Data for review.
-- -- --
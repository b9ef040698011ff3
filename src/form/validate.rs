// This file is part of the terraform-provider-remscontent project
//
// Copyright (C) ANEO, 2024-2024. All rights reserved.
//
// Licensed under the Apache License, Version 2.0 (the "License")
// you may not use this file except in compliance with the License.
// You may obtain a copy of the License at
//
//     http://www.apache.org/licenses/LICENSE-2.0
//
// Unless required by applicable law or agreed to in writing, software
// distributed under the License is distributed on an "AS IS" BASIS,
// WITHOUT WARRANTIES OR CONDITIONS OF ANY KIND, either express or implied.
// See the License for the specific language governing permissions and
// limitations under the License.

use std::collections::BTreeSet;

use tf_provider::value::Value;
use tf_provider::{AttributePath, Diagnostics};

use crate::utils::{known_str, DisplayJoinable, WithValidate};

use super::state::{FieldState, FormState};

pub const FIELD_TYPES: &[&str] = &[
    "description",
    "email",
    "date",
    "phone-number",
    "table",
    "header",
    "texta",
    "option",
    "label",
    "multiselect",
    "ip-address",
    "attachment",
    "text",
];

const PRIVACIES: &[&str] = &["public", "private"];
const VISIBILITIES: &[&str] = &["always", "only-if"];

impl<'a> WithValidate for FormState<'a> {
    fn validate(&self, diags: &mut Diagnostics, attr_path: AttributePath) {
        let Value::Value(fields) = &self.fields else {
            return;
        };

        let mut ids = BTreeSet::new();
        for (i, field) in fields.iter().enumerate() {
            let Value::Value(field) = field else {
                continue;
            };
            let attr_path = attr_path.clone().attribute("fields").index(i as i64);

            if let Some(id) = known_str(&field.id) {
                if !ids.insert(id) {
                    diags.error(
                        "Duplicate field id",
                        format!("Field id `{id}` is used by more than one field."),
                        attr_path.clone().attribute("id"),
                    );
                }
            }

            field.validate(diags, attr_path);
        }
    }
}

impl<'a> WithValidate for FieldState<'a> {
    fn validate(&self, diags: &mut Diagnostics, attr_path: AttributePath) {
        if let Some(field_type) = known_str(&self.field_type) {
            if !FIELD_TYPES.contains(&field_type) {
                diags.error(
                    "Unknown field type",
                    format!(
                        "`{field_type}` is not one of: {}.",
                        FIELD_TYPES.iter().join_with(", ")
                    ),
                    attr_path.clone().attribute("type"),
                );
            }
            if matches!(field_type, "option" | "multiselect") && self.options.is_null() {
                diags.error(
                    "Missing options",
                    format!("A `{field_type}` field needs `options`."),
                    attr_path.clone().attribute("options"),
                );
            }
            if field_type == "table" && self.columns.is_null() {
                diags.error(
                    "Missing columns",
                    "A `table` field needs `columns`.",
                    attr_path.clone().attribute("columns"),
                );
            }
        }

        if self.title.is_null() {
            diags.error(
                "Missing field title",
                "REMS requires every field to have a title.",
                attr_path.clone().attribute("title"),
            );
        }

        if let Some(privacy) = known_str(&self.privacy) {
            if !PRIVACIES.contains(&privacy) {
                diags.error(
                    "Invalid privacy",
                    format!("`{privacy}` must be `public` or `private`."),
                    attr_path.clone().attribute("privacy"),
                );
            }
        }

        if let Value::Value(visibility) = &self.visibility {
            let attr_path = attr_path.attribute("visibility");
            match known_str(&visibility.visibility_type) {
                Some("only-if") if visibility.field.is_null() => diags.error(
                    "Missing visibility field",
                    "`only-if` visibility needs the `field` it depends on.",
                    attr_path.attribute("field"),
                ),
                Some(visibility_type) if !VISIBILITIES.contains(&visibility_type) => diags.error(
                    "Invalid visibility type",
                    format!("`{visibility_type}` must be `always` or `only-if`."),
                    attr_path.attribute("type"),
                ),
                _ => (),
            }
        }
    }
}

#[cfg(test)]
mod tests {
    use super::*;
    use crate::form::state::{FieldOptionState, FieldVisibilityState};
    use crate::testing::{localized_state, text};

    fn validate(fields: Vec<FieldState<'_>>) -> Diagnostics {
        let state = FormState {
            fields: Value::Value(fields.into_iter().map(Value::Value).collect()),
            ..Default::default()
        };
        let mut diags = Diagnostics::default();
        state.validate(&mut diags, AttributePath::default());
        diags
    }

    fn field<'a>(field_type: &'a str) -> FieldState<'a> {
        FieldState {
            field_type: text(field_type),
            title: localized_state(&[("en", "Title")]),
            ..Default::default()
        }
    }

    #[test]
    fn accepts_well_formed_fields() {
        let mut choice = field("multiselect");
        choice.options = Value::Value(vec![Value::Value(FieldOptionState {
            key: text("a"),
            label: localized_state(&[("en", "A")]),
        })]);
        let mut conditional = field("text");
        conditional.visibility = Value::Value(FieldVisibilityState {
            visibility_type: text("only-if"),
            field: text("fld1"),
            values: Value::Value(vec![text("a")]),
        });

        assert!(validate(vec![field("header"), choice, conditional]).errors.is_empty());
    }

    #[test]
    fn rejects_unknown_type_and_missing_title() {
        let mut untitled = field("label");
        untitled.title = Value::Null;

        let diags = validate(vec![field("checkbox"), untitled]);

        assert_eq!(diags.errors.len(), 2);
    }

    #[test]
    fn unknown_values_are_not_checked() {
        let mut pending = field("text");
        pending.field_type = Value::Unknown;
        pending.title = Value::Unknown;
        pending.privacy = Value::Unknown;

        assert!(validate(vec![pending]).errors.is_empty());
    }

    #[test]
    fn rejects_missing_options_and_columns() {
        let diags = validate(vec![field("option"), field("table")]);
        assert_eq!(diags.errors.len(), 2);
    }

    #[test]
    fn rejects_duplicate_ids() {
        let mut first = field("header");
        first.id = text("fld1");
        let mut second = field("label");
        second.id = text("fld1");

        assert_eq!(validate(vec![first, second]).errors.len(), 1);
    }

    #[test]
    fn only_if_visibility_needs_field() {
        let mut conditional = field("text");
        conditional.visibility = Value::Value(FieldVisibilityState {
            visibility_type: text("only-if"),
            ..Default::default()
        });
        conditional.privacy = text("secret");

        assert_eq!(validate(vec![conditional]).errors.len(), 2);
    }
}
-- -- --
Task details. Show all lines in the records above that hold "first".

Task response.
        let mut first = field("header");
        first.id = text("fld1");
        assert_eq!(validate(vec![first, second]).errors.len(), 1);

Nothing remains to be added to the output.